==== Supplied data ====

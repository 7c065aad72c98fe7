// Copyright 2025 Kirky.X
//
// Licensed under the Apache License, Version 2.0 (the "License");
// you may not use this file except in compliance with the License.
// You may obtain a copy of the License at
//
//     http://www.apache.org/licenses/LICENSE-2.0
//
// Unless required by applicable law or agreed to in writing, software
// distributed under the License is distributed on an "AS IS" BASIS,
// WITHOUT WARRANTIES OR CONDITIONS OF ANY KIND, either express or implied.
// See the License for the specific language governing permissions and
// limitations under the License.

use async_trait::async_trait;
use bytes::Bytes;
use std::time::Duration;
use thiserror::Error;

/// 获取错误类型
#[derive(Error, Debug)]
pub enum FetchError {
    /// URL无法解析
    #[error("Invalid URL {url}: {message}")]
    InvalidUrl { url: String, message: String },
    /// 超时
    #[error("Request to {url} timed out after {}s", timeout.as_secs_f64())]
    Timeout { url: String, timeout: Duration },
    /// 连接失败
    #[error("Connection to {url} failed: {message}")]
    Connect { url: String, message: String },
    /// 响应状态码不表示成功
    #[error("Unexpected HTTP status {status} from {url}")]
    Status { url: String, status: u16 },
    /// 其他请求错误
    #[error("Request failed: {0}")]
    Request(#[from] reqwest::Error),
}

impl FetchError {
    /// 将reqwest错误归类
    pub fn from_reqwest(url: &str, timeout: Duration, err: reqwest::Error) -> Self {
        if err.is_timeout() {
            FetchError::Timeout {
                url: url.to_string(),
                timeout,
            }
        } else if err.is_connect() {
            FetchError::Connect {
                url: url.to_string(),
                message: err.to_string(),
            }
        } else {
            FetchError::Request(err)
        }
    }
}

/// 内容获取特质
///
/// 执行单次获取，不做重试
#[async_trait]
pub trait ContentFetcher: Send + Sync {
    /// 获取URL的原始响应体
    async fn fetch(&self, url: &str, timeout: Duration) -> Result<Bytes, FetchError>;

    /// 获取器名称
    fn name(&self) -> &'static str;
}
// Copyright (c) 2025 Kirky.X
//
// Licensed under the MIT License
// See LICENSE file in the project root for full license information.

use crate::config::settings::ScrapingSettings;
use crate::domain::models::article::ScrapedContent;
use crate::domain::services::extraction_service::{ContentExtractor, ExtractionError};
use crate::engines::traits::{ContentFetcher, FetchError};
use crate::utils::retry_policy::RetryPolicy;
use chrono::Utc;
use std::sync::Arc;
use std::time::Duration;
use thiserror::Error;
use tracing::{debug, info, warn};

/// 单次尝试的失败原因
#[derive(Error, Debug)]
pub enum AttemptError {
    #[error(transparent)]
    Fetch(#[from] FetchError),

    #[error("Extraction failed: {0}")]
    Extract(#[from] ExtractionError),
}

/// 抓取错误类型
#[derive(Error, Debug)]
pub enum ScrapeError {
    /// 所有尝试均失败
    #[error("Failed to scrape {url} after {attempts} attempts: {last_error}")]
    Exhausted {
        url: String,
        attempts: u32,
        #[source]
        last_error: AttemptError,
    },
}

/// 抓取引擎
///
/// 组合获取器与提取器，按重试策略执行有限次尝试
pub struct ScrapeEngine {
    fetcher: Arc<dyn ContentFetcher>,
    extractor: ContentExtractor,
    policy: RetryPolicy,
    timeout: Duration,
}

impl ScrapeEngine {
    /// 根据抓取配置创建引擎
    ///
    /// 重试间隔为 `delay_between_requests × 尝试次数`
    pub fn new(
        fetcher: Arc<dyn ContentFetcher>,
        settings: &ScrapingSettings,
    ) -> Result<Self, ExtractionError> {
        let policy = RetryPolicy::linear(settings.max_retries, settings.base_delay());
        Self::with_policy(fetcher, policy, settings.timeout())
    }

    pub fn with_policy(
        fetcher: Arc<dyn ContentFetcher>,
        policy: RetryPolicy,
        timeout: Duration,
    ) -> Result<Self, ExtractionError> {
        Ok(Self {
            fetcher,
            extractor: ContentExtractor::new()?,
            policy,
            timeout,
        })
    }

    pub fn policy(&self) -> &RetryPolicy {
        &self.policy
    }

    /// 抓取URL并提取标题和正文
    ///
    /// # 参数
    ///
    /// * `url` - 目标URL
    ///
    /// # 返回值
    ///
    /// * `Ok(ScrapedContent)` - 首次成功的尝试结果
    /// * `Err(ScrapeError::Exhausted)` - 所有尝试均失败，附带最后一次失败原因
    pub async fn scrape(&self, url: &str) -> Result<ScrapedContent, ScrapeError> {
        let attempts = self.policy.attempts();
        let mut attempt = 1;

        loop {
            debug!(url, attempt, attempts, fetcher = self.fetcher.name(), "Scrape attempt");

            let error = match self.attempt(url).await {
                Ok(scraped) => {
                    info!(url, attempt, title = %scraped.title, "Scraped page");
                    return Ok(scraped);
                }
                Err(error) => error,
            };

            warn!(url, attempt, attempts, error = %error, "Scrape attempt failed");

            match self.policy.delay_after_attempt(attempt) {
                Some(delay) => {
                    debug!(url, delay_ms = delay.as_millis() as u64, "Backing off before retry");
                    tokio::time::sleep(delay).await;
                    attempt += 1;
                }
                None => {
                    return Err(ScrapeError::Exhausted {
                        url: url.to_string(),
                        attempts: attempt,
                        last_error: error,
                    });
                }
            }
        }
    }

    async fn attempt(&self, url: &str) -> Result<ScrapedContent, AttemptError> {
        let body = self.fetcher.fetch(url, self.timeout).await?;
        let extracted = self.extractor.extract(&body)?;

        Ok(ScrapedContent {
            title: extracted.title,
            content: extracted.content,
            scraped_at: Utc::now(),
        })
    }
}

#[cfg(test)]
#[path = "scrape_engine_test.rs"]
mod tests;
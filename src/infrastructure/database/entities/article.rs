// Copyright (c) 2025 Kirky.X
//
// Licensed under the MIT License
// See LICENSE file in the project root for full license information.

use sea_orm::entity::prelude::*;

/// 文章表，时间戳以RFC 3339字符串存储
#[derive(Clone, Debug, PartialEq, DeriveEntityModel)]
#[sea_orm(table_name = "articles")]
pub struct Model {
    #[sea_orm(primary_key, auto_increment = false)]
    pub url: String,
    pub id: String,
    pub source: String,
    pub category: String,
    pub priority: String,
    #[sea_orm(column_type = "Text", nullable)]
    pub title: Option<String>,
    #[sea_orm(column_type = "Text", nullable)]
    pub content: Option<String>,
    pub status: String,
    #[sea_orm(column_type = "Text", nullable)]
    pub error_message: Option<String>,
    pub created_at: String,
    pub scraped_at: Option<String>,
}

#[derive(Copy, Clone, Debug, EnumIter, DeriveRelation)]
pub enum Relation {}

impl ActiveModelBehavior for ActiveModel {}
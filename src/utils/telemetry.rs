// Copyright (c) 2025 Kirky.X
//
// Licensed under the MIT License
// See LICENSE file in the project root for full license information.

use tracing_subscriber::{layer::SubscriberExt, util::SubscriberInitExt};

/// 选择日志格式的环境变量
pub const LOG_FORMAT_ENV: &str = "HARVESTR_LOG_FORMAT";

/// 日志输出格式
#[derive(Debug, Clone, Copy, PartialEq, Eq)]
pub enum LogFormat {
    Text,
    Json,
}

impl LogFormat {
    /// 只有 `json`（不区分大小写）选择JSON格式
    pub fn from_value(value: Option<&str>) -> Self {
        match value {
            Some(v) if v.trim().eq_ignore_ascii_case("json") => LogFormat::Json,
            _ => LogFormat::Text,
        }
    }

    pub fn from_env() -> Self {
        Self::from_value(std::env::var(LOG_FORMAT_ENV).ok().as_deref())
    }
}

/// 初始化全局日志订阅器
///
/// 过滤规则取自 `RUST_LOG`，缺省为 `info,harvestr=debug`
pub fn init_telemetry() {
    let json = LogFormat::from_env() == LogFormat::Json;

    tracing_subscriber::registry()
        .with(
            tracing_subscriber::EnvFilter::try_from_default_env()
                .unwrap_or_else(|_| "info,harvestr=debug".into()),
        )
        .with(json.then(|| tracing_subscriber::fmt::layer().json()))
        .with((!json).then(tracing_subscriber::fmt::layer))
        .init();
}
// Copyright (c) 2025 Kirky.X
//
// Licensed under the MIT License
// See LICENSE file in the project root for full license information.

/// 领域模型模块
///
/// 该模块定义了系统的核心业务实体，包括：
/// - 任务（task）：队列中传递的抓取请求
/// - 文章（article）：任务与抓取结果组合而成的持久化记录
pub mod article;
pub mod task;
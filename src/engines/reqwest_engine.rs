// Copyright 2025 Kirky.X
//
// Licensed under the Apache License, Version 2.0 (the "License");
// you may not use this file except in compliance with the License.
// You may obtain a copy of the License at
//
//     http://www.apache.org/licenses/LICENSE-2.0
//
// Unless required by applicable law or agreed to in writing, software
// distributed under the License is distributed on an "AS IS" BASIS,
// WITHOUT WARRANTIES OR CONDITIONS OF ANY KIND, either express or implied.
// See the License for the specific language governing permissions and
// limitations under the License.

use crate::engines::traits::{ContentFetcher, FetchError};
use async_trait::async_trait;
use bytes::Bytes;
use reqwest::redirect::Policy;
use std::time::{Duration, Instant};
use tracing::debug;
use url::Url;

/// 最多跟随的重定向次数
const MAX_REDIRECTS: usize = 10;

/// 基于reqwest的HTTP获取器
///
/// 复用同一个客户端，所有请求携带固定的User-Agent并自动跟随重定向
pub struct ReqwestFetcher {
    client: reqwest::Client,
}

impl ReqwestFetcher {
    /// 创建新的获取器
    ///
    /// # 参数
    ///
    /// * `user_agent` - 请求使用的客户端标识
    ///
    /// # 返回值
    ///
    /// * `Ok(ReqwestFetcher)` - 获取器实例
    /// * `Err(reqwest::Error)` - 客户端构建失败（如TLS后端初始化失败）
    pub fn new(user_agent: &str) -> Result<Self, reqwest::Error> {
        let client = reqwest::Client::builder()
            .user_agent(user_agent)
            .redirect(Policy::limited(MAX_REDIRECTS))
            .build()?;
        Ok(Self { client })
    }
}

#[async_trait]
impl ContentFetcher for ReqwestFetcher {
    /// 执行HTTP GET
    ///
    /// # 参数
    ///
    /// * `url` - 目标URL
    /// * `timeout` - 整个请求（含读取响应体）的超时时间
    ///
    /// # 返回值
    ///
    /// * `Ok(Bytes)` - 成功状态码下的原始响应体
    /// * `Err(FetchError)` - 超时、连接失败或非成功状态码
    async fn fetch(&self, url: &str, timeout: Duration) -> Result<Bytes, FetchError> {
        let parsed = Url::parse(url).map_err(|e| FetchError::InvalidUrl {
            url: url.to_string(),
            message: e.to_string(),
        })?;

        let start = Instant::now();
        let response = self
            .client
            .get(parsed)
            .timeout(timeout)
            .send()
            .await
            .map_err(|e| FetchError::from_reqwest(url, timeout, e))?;

        let status = response.status();
        if !status.is_success() {
            return Err(FetchError::Status {
                url: url.to_string(),
                status: status.as_u16(),
            });
        }

        let final_url = response.url().to_string();
        let body = response
            .bytes()
            .await
            .map_err(|e| FetchError::from_reqwest(url, timeout, e))?;

        debug!(
            url,
            final_url = %final_url,
            status = status.as_u16(),
            bytes = body.len(),
            elapsed_ms = start.elapsed().as_millis() as u64,
            "Fetched page"
        );

        Ok(body)
    }

    fn name(&self) -> &'static str {
        "reqwest"
    }
}

#[cfg(test)]
#[path = "reqwest_engine_test.rs"]
mod tests;
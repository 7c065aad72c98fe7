// Copyright (c) 2025 Kirky.X
//
// Licensed under the MIT License
// See LICENSE file in the project root for full license information.

use redis::aio::MultiplexedConnection;
use redis::{AsyncCommands, AsyncConnectionConfig, RedisResult};
use std::time::Duration;

/// 阻塞命令的响应超时在服务端超时之外预留的余量
const BLOCKING_RESPONSE_MARGIN: Duration = Duration::from_secs(2);

/// Redis客户端
///
/// 提供任务队列所需的列表操作的异步接口
#[derive(Clone)]
pub struct RedisClient {
    /// Redis客户端
    client: redis::Client,
}

impl RedisClient {
    /// 创建新的Redis客户端实例
    ///
    /// 只解析连接URL，不会建立连接
    ///
    /// # 参数
    ///
    /// * `redis_url` - Redis连接URL
    pub fn new(redis_url: &str) -> RedisResult<Self> {
        let client = redis::Client::open(redis_url)?;
        Ok(Self { client })
    }

    async fn connection(&self) -> RedisResult<MultiplexedConnection> {
        self.client.get_multiplexed_async_connection().await
    }

    /// 响应超时长于服务端阻塞时间的连接
    async fn blocking_connection(&self, block_for: Duration) -> RedisResult<MultiplexedConnection> {
        let config = AsyncConnectionConfig::new()
            .set_response_timeout(Some(block_for + BLOCKING_RESPONSE_MARGIN));
        self.client
            .get_multiplexed_async_connection_with_config(&config)
            .await
    }

    /// 检查Redis是否可达
    pub async fn ping(&self) -> RedisResult<()> {
        let mut con = self.connection().await?;
        redis::cmd("PING").query_async::<String>(&mut con).await?;
        Ok(())
    }

    /// 将值插入列表头部
    ///
    /// # 返回值
    ///
    /// * `Ok(u64)` - 插入后的列表长度
    pub async fn lpush(&self, key: &str, value: &str) -> RedisResult<u64> {
        let mut con = self.connection().await?;
        con.lpush(key, value).await
    }

    /// 阻塞地从列表尾部弹出一个值
    ///
    /// # 参数
    ///
    /// * `key` - 列表键
    /// * `timeout` - 最长等待时间，超时返回 `None`
    pub async fn brpop(&self, key: &str, timeout: Duration) -> RedisResult<Option<String>> {
        let mut con = self.blocking_connection(timeout).await?;
        // BRPOP replies with (key, value) or nil on timeout
        let reply: Option<(String, String)> = con.brpop(key, timeout.as_secs_f64()).await?;
        Ok(reply.map(|(_, value)| value))
    }

    /// 获取列表长度
    pub async fn llen(&self, key: &str) -> RedisResult<u64> {
        let mut con = self.connection().await?;
        con.llen(key).await
    }

    /// 删除键
    pub async fn del(&self, key: &str) -> RedisResult<()> {
        let mut con = self.connection().await?;
        con.del::<_, ()>(key).await
    }
}
// Copyright (c) 2025 Kirky.X
//
// Licensed under the MIT License
// See LICENSE file in the project root for full license information.

/// 配置模块
///
/// 处理应用程序的配置设置，包括队列、文档存储、抓取和指标配置
pub mod settings;
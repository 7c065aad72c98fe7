// Copyright (c) 2025 Kirky.X
//
// Licensed under the MIT License
// See LICENSE file in the project root for full license information.

/// 数据库模块
///
/// 提供带重试的数据库连接和文章表实体
pub mod connection;
pub mod entities;
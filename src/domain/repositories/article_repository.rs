// Copyright (c) 2025 Kirky.X
//
// Licensed under the MIT License
// See LICENSE file in the project root for full license information.

use crate::domain::models::article::Article;
use crate::utils::errors::RepositoryError;
use async_trait::async_trait;
use serde::Serialize;
use std::sync::Arc;

/// 按状态聚合的文章数量
#[derive(Debug, Clone, Copy, Default, PartialEq, Eq, Serialize)]
pub struct ArticleStats {
    pub total: u64,
    pub completed: u64,
    pub failed: u64,
    pub pending: u64,
}

/// 文章仓库特质
///
/// 定义文章数据访问接口，`url` 是唯一键
#[async_trait]
pub trait ArticleRepository: Send + Sync {
    /// 按URL插入或整体替换文章
    async fn save(&self, article: &Article) -> Result<(), RepositoryError>;
    /// 根据URL查找文章
    async fn find_by_url(&self, url: &str) -> Result<Option<Article>, RepositoryError>;
    /// 统计各状态的文章数量
    async fn stats(&self) -> Result<ArticleStats, RepositoryError>;
    /// 获取最近创建的文章，按创建时间倒序
    async fn recent(&self, limit: u64) -> Result<Vec<Article>, RepositoryError>;
}

#[async_trait]
impl<T: ArticleRepository + ?Sized> ArticleRepository for Arc<T> {
    async fn save(&self, article: &Article) -> Result<(), RepositoryError> {
        (**self).save(article).await
    }

    async fn find_by_url(&self, url: &str) -> Result<Option<Article>, RepositoryError> {
        (**self).find_by_url(url).await
    }

    async fn stats(&self) -> Result<ArticleStats, RepositoryError> {
        (**self).stats().await
    }

    async fn recent(&self, limit: u64) -> Result<Vec<Article>, RepositoryError> {
        (**self).recent(limit).await
    }
}
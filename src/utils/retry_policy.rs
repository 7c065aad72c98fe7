// Copyright (c) 2025 Kirky.X
//
// Licensed under the MIT License
// See LICENSE file in the project root for full license information.

use std::time::Duration;

/// 退避方式
#[derive(Debug, Clone, Copy, PartialEq)]
pub enum BackoffStrategy {
    /// 第N次失败后等待 N × 基础间隔
    Linear,
    /// 第N次失败后等待 基础间隔 × multiplier^(N-1)
    Exponential { multiplier: f64 },
}

/// 重试策略配置
///
/// `max_attempts` 是总尝试次数（含首次），尝试编号从1开始
#[derive(Debug, Clone)]
pub struct RetryPolicy {
    /// 最大尝试次数
    pub max_attempts: u32,
    /// 基础退避时间
    pub base_delay: Duration,
    /// 最大退避时间
    pub max_backoff: Option<Duration>,
    /// 退避方式
    pub strategy: BackoffStrategy,
}

impl RetryPolicy {
    /// 线性退避策略，用于页面抓取
    pub fn linear(max_attempts: u32, base_delay: Duration) -> Self {
        Self {
            max_attempts,
            base_delay,
            max_backoff: None,
            strategy: BackoffStrategy::Linear,
        }
    }

    /// 每次翻倍的指数退避策略，用于建立连接
    pub fn doubling(max_attempts: u32, initial_delay: Duration) -> Self {
        Self {
            max_attempts,
            base_delay: initial_delay,
            max_backoff: None,
            strategy: BackoffStrategy::Exponential { multiplier: 2.0 },
        }
    }

    /// 设置退避上限
    pub fn with_max_backoff(mut self, max_backoff: Duration) -> Self {
        self.max_backoff = Some(max_backoff);
        self
    }

    /// 实际生效的尝试次数，至少一次
    pub fn attempts(&self) -> u32 {
        self.max_attempts.max(1)
    }

    /// 计算第 `attempt` 次失败后的退避时间
    pub fn calculate_backoff(&self, attempt: u32) -> Duration {
        let attempt = attempt.max(1);
        let backoff_secs = match self.strategy {
            BackoffStrategy::Linear => self.base_delay.as_secs_f64() * attempt as f64,
            BackoffStrategy::Exponential { multiplier } => {
                self.base_delay.as_secs_f64() * multiplier.powi(attempt as i32 - 1)
            }
        };

        let capped = match self.max_backoff {
            Some(max) => backoff_secs.min(max.as_secs_f64()),
            None => backoff_secs,
        };

        Duration::try_from_secs_f64(capped.max(0.0)).unwrap_or(Duration::MAX)
    }

    /// 是否还有下一次尝试
    pub fn should_retry(&self, attempt: u32) -> bool {
        attempt < self.attempts()
    }

    /// 第 `attempt` 次失败后应等待的时间；最后一次尝试之后不再等待
    pub fn delay_after_attempt(&self, attempt: u32) -> Option<Duration> {
        self.should_retry(attempt)
            .then(|| self.calculate_backoff(attempt))
    }
}

#[cfg(test)]
mod tests {
    use super::*;

    #[test]
    fn test_calculate_backoff_linear() {
        let policy = RetryPolicy::linear(3, Duration::from_secs(1));

        assert_eq!(policy.calculate_backoff(1), Duration::from_secs(1));
        assert_eq!(policy.calculate_backoff(2), Duration::from_secs(2));
        assert_eq!(policy.calculate_backoff(3), Duration::from_secs(3));
    }

    #[test]
    fn test_calculate_backoff_doubling() {
        let policy = RetryPolicy::doubling(5, Duration::from_secs(1));

        assert_eq!(policy.calculate_backoff(1), Duration::from_secs(1));
        assert_eq!(policy.calculate_backoff(2), Duration::from_secs(2)); // 1 * 2^1
        assert_eq!(policy.calculate_backoff(3), Duration::from_secs(4)); // 1 * 2^2
    }

    #[test]
    fn test_calculate_backoff_max_limit() {
        let policy =
            RetryPolicy::doubling(20, Duration::from_secs(1)).with_max_backoff(Duration::from_secs(5));

        assert_eq!(policy.calculate_backoff(10), Duration::from_secs(5));
    }

    #[test]
    fn test_calculate_backoff_saturates_instead_of_overflowing() {
        let policy = RetryPolicy::doubling(u32::MAX, Duration::from_secs(1));

        assert_eq!(policy.calculate_backoff(5_000), Duration::MAX);

        let capped = policy.with_max_backoff(Duration::from_secs(30));
        assert_eq!(capped.calculate_backoff(5_000), Duration::from_secs(30));
    }

    #[test]
    fn test_no_delay_after_final_attempt() {
        let policy = RetryPolicy::linear(3, Duration::from_millis(500));

        assert_eq!(policy.delay_after_attempt(1), Some(Duration::from_millis(500)));
        assert_eq!(policy.delay_after_attempt(2), Some(Duration::from_millis(1000)));
        assert_eq!(policy.delay_after_attempt(3), None);
    }

    #[test]
    fn test_should_retry() {
        let policy = RetryPolicy::linear(3, Duration::from_secs(1));

        assert!(policy.should_retry(1));
        assert!(policy.should_retry(2));
        assert!(!policy.should_retry(3));
        assert!(!policy.should_retry(4));
    }

    #[test]
    fn test_zero_attempts_still_runs_once() {
        let policy = RetryPolicy::linear(0, Duration::from_secs(1));

        assert_eq!(policy.attempts(), 1);
        assert_eq!(policy.delay_after_attempt(1), None);
    }
}
// Copyright (c) 2025 Kirky.X
//
// Licensed under the MIT License
// See LICENSE file in the project root for full license information.

use harvestr::domain::models::task::Task;
use harvestr::infrastructure::cache::redis_client::RedisClient;
use harvestr::queue::task_queue::{RedisTaskQueue, TaskQueue};
use std::time::Duration;
use testcontainers::runners::AsyncRunner;
use testcontainers::{ContainerAsync, GenericImage};

async fn redis_queue() -> (RedisTaskQueue, ContainerAsync<GenericImage>) {
    let redis_node = GenericImage::new("redis", "7-alpine")
        .start()
        .await
        .expect("Failed to start Redis");
    let redis_port = redis_node
        .get_host_port_ipv4(6379)
        .await
        .expect("Failed to get Redis port");

    let client = RedisClient::new(&format!("redis://127.0.0.1:{}", redis_port))
        .expect("Invalid Redis URL");
    let queue = RedisTaskQueue::new(client, "test_articles_queue");

    // Retry until the server accepts connections
    for _ in 0..20 {
        if queue.ping().await.is_ok() {
            break;
        }
        tokio::time::sleep(Duration::from_millis(250)).await;
    }

    (queue, redis_node)
}

#[tokio::test]
#[ignore = "requires docker"]
async fn test_redis_queue_is_fifo() {
    let (queue, _node) = redis_queue().await;
    queue.clear().await.unwrap();

    for i in 1..=3 {
        let task = Task::new(format!("t{i}"), format!("https://e.test/{i}"), "s", "c");
        queue.push(&task).await.unwrap();
        assert_eq!(queue.length().await.unwrap(), i);
    }

    for i in 1..=3u64 {
        let task = queue.pop(Duration::from_secs(1)).await.unwrap().unwrap();
        assert_eq!(task.id, format!("t{i}"));
        assert_eq!(queue.length().await.unwrap(), 3 - i);
    }
}

#[tokio::test]
#[ignore = "requires docker"]
async fn test_redis_pop_times_out_on_empty_queue() {
    let (queue, _node) = redis_queue().await;
    queue.clear().await.unwrap();

    let popped = queue.pop(Duration::from_secs(1)).await.unwrap();
    assert!(popped.is_none());
}

#[tokio::test]
#[ignore = "requires docker"]
async fn test_redis_clear_empties_queue() {
    let (queue, _node) = redis_queue().await;

    queue
        .push(&Task::new("t1", "https://e.test/1", "s", "c"))
        .await
        .unwrap();
    queue.clear().await.unwrap();

    assert_eq!(queue.length().await.unwrap(), 0);
}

====

Task goal: Apply a filter for "Option" to the entries and show each line that passes.

Written answer:
    pub title: Option<String>,
    pub content: Option<String>,
    pub error_message: Option<String>,
    pub scraped_at: Option<String>,
    pub fn from_value(value: Option<&str>) -> Self {
    pub async fn brpop(&self, key: &str, timeout: Duration) -> RedisResult<Option<String>> {
        let reply: Option<(String, String)> = con.brpop(key, timeout.as_secs_f64()).await?;
    async fn find_by_url(&self, url: &str) -> Result<Option<Article>, RepositoryError>;
    async fn find_by_url(&self, url: &str) -> Result<Option<Article>, RepositoryError> {
    pub max_backoff: Option<Duration>,
    pub fn delay_after_attempt(&self, attempt: u32) -> Option<Duration> {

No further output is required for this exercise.